→ **Brief**
Give every line from the entries that contains "TrackerConfig".

(Entries taken from a collection)
----------------------------------------

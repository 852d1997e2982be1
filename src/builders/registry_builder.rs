//! Builder that turns a [`TrackerConfig`] into a ready [`UsageRegistry`].

use std::sync::Arc;

use crate::config::TrackerConfig;
use crate::core::{EventSystem, InMemoryEventSystem, TrackerError, UgmEvents, UsageRegistry};

/// Build a usage registry from tracker configuration.
///
/// When events are enabled, records go to `event_system` or, if none is
/// given, to an in-memory system sized by `events.buffer_size`. When events
/// are disabled `event_system` is ignored.
pub fn build_registry(
    cfg: &TrackerConfig,
    event_system: Option<Arc<dyn EventSystem>>,
) -> Result<UsageRegistry, TrackerError> {
    cfg.validate()
        .map_err(|e| TrackerError::InvalidConfig(format!("config invalid: {e}")))?;

    let events = if cfg.events.enabled {
        let system = event_system.unwrap_or_else(|| {
            Arc::new(InMemoryEventSystem::new(cfg.events.buffer_size)) as Arc<dyn EventSystem>
        });
        UgmEvents::new(Some(system))
    } else {
        UgmEvents::disabled()
    };
    tracing::info!(
        limits = cfg.limits.len(),
        events = events.enabled(),
        "building usage registry"
    );
    Ok(UsageRegistry::new(cfg.clone(), events))
}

----------------------------------------

→ **Result of the task**
//! Builder that turns a [`TrackerConfig`] into a ready [`UsageRegistry`].
use crate::config::TrackerConfig;
    cfg: &TrackerConfig,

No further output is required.